(Saved entries)
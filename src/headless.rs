//! One-shot calculation from command-line flags.

use anyhow::{bail, Result};
use tracing::debug;

use crate::config::CalcArgs;
use crate::format::format_gbp;
use crate::model::Field;
use crate::state::{reduce, Action, FormState};

fn actions(args: &CalcArgs) -> Vec<Action> {
    let text = |value: &Option<String>| value.clone().unwrap_or_default();
    vec![
        Action::EditField(Field::Amount, text(&args.amount)),
        Action::EditField(Field::Term, text(&args.term)),
        Action::EditField(Field::Rate, text(&args.rate)),
        Action::SelectMode(args.mode),
        Action::Submit,
    ]
}

/// Runs the form once and renders the outcome for stdout.
///
/// Field errors become an `Err` listing each one as `field: message`.
pub fn run_calc(args: &CalcArgs) -> Result<String> {
    let state = actions(args)
        .into_iter()
        .fold(FormState::new(), |state, action| reduce(&state, action));

    if !state.errors.is_empty() {
        let lines: Vec<String> = state
            .errors
            .iter()
            .map(|(field, error)| format!("  {field}: {error}"))
            .collect();
        bail!("invalid input:\n{}", lines.join("\n"));
    }
    let Some(result) = state.result else {
        bail!("no result was produced");
    };
    debug!(json = args.json, "rendering result");

    if args.json {
        Ok(serde_json::to_string_pretty(&result)?)
    } else {
        Ok(format!(
            "Mortgage type: {}\nYour monthly repayments: {}\nTotal you'll repay over the term: {}",
            args.mode,
            format_gbp(result.monthly_payment),
            format_gbp(result.total_repayment),
        ))
    }
}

ABOUT THIS EXERCISE
Once you have read the entries, write them all out again exactly.

OUTPUT FOR THIS EXERCISE
filename src/headless.rs
//! One-shot calculation from command-line flags.

use anyhow::{bail, Result};
use tracing::debug;

use crate::config::CalcArgs;
use crate::format::format_gbp;
use crate::model::Field;
use crate::state::{reduce, Action, FormState};

fn actions(args: &CalcArgs) -> Vec<Action> {
    let text = |value: &Option<String>| value.clone().unwrap_or_default();
    vec![
        Action::EditField(Field::Amount, text(&args.amount)),
        Action::EditField(Field::Term, text(&args.term)),
        Action::EditField(Field::Rate, text(&args.rate)),
        Action::SelectMode(args.mode),
        Action::Submit,
    ]
}

/// Runs the form once and renders the outcome for stdout.
///
/// Field errors become an `Err` listing each one as `field: message`.
pub fn run_calc(args: &CalcArgs) -> Result<String> {
    let state = actions(args)
        .into_iter()
        .fold(FormState::new(), |state, action| reduce(&state, action));

    if !state.errors.is_empty() {
        let lines: Vec<String> = state
            .errors
            .iter()
            .map(|(field, error)| format!("  {field}: {error}"))
            .collect();
        bail!("invalid input:\n{}", lines.join("\n"));
    }
    let Some(result) = state.result else {
        bail!("no result was produced");
    };
    debug!(json = args.json, "rendering result");

    if args.json {
        Ok(serde_json::to_string_pretty(&result)?)
    } else {
        Ok(format!(
            "Mortgage type: {}\nYour monthly repayments: {}\nTotal you'll repay over the term: {}",
            args.mode,
            format_gbp(result.monthly_payment),
            format_gbp(result.total_repayment),
        ))
    }
}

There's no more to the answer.